For the team’s two heavyweights, it’s a social time. Charlie Nelson ’13 and Henry Schlossberg ’13 talk to their competition, the heavyweights from other teams.
“Charlie Nelson and Henry Schlossberg are very jolly guys so they’ll talk to the heavyweights and socialize with the other wrestlers,” Bracken said. “Throughout all these teams that go to these tournaments, it’s kind of known that the 220 pounders are all nice guys, but once you get down to the 130 pounders, they’re kind of mean guys who want to win.”
For others, the time when they’re not attempting to take opponents down is time to hit the books. In order to finish their homework, wrestlers will take their books to meets and study throughout the day, Bracken said.
During the relatively short time the team actually wrestles at the weekend tournaments, the goal is to put up a number of undefeated individual performances. At the season-opening Thanksgiving weekend Chaminade tournament, Bracken, Patrick Halkett ’14, and Schlossberg did not lose a single match. Bracken and James Wauer ’13 led the team as they both went 5-0 in the Camarillo Dual Meets, while Bracken, Halkett, Schlossberg and Nelson all advanced to the second day of the Rosemead tournament.
The Wolverines however remain stuck in a dual meet drought, as they have not won a dual meet since a 2010-2011 season
victory against Alemany.
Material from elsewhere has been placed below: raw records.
//! Unordered edges and oriented arcs

use super::NodeId;
use serde::{Deserialize, Deserializer, Serialize};
use std::fmt;

/// An unordered pair of nodes
///
/// The endpoints are stored sorted, so `Edge::new(a, b) == Edge::new(b, a)`.
/// All topology comparisons go through this type.
#[derive(Clone, PartialEq, Eq, Hash, PartialOrd, Ord, Serialize)]
pub struct Edge<N> {
    lo: N,
    hi: N,
}

impl<N: NodeId> Edge<N> {
    /// Create an edge between two nodes
    pub fn new(a: N, b: N) -> Self {
        if a <= b {
            Edge { lo: a, hi: b }
        } else {
            Edge { lo: b, hi: a }
        }
    }

    /// Both endpoints, smaller one first
    pub fn endpoints(&self) -> (&N, &N) {
        (&self.lo, &self.hi)
    }

    /// Check whether the edge touches a node
    pub fn contains(&self, node: &N) -> bool {
        &self.lo == node || &self.hi == node
    }

    /// The endpoint opposite to `node`
    pub fn other(&self, node: &N) -> Option<&N> {
        if &self.lo == node {
            Some(&self.hi)
        } else if &self.hi == node {
            Some(&self.lo)
        } else {
            None
        }
    }
}

impl<N: fmt::Debug> fmt::Debug for Edge<N> {
    fn fmt(&self, f: &mut fmt::Formatter<'_>) -> fmt::Result {
        write!(f, "{:?}-{:?}", self.lo, self.hi)
    }
}

/// An oriented arc `(tail, head)`
///
/// Orientation only matters to flow computations. Isomorphism and
/// enumeration never look at it.
#[derive(Clone, PartialEq, Eq, Hash, PartialOrd, Ord, Serialize, Deserialize)]
pub struct Arc<N> {
    /// Start of the arc
    pub tail: N,
    /// End of the arc
    pub head: N,
}

impl<N: NodeId> Arc<N> {
    /// Create an arc from `tail` to `head`
    pub fn new(tail: N, head: N) -> Self {
        Arc { tail, head }
    }

    /// The same arc with opposite orientation
    pub fn reversed(&self) -> Self {
        Arc {
            tail: self.head.clone(),
            head: self.tail.clone(),
        }
    }

    /// Forget the orientation
    pub fn edge(&self) -> Edge<N> {
        Edge::new(self.tail.clone(), self.head.clone())
    }
}

impl<N: NodeId> From<(N, N)> for Arc<N> {
    fn from((tail, head): (N, N)) -> Self {
        Arc { tail, head }
    }
}

impl<N: fmt::Debug> fmt::Debug for Arc<N> {
    fn fmt(&self, f: &mut fmt::Formatter<'_>) -> fmt::Result {
        write!(f, "{:?}->{:?}", self.tail, self.head)
    }
}

#[derive(Deserialize)]
struct RawEdge<N> {
    lo: N,
    hi: N,
}

impl<'de, N: NodeId + Deserialize<'de>> Deserialize<'de> for Edge<N> {
    fn deserialize<D: Deserializer<'de>>(deserializer: D) -> std::result::Result<Self, D::Error> {
        let raw = RawEdge::<N>::deserialize(deserializer)?;
        Ok(Edge::new(raw.lo, raw.hi))
    }
}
In its two dual meets so far this year, the team has lost by margins of 45 points and 17 points to Bishop Amat and Chaminade, respectively.
Bracken attributes the two losses in part to the lack of wrestlers in a number of weight classes, a problem he thinks can be righted in time for the team’s Jan. 16 dual meet against Alemany.
“That’s closer to the end of the year, so hopefully we’ll have our weight under control and can do well,” Bracken said.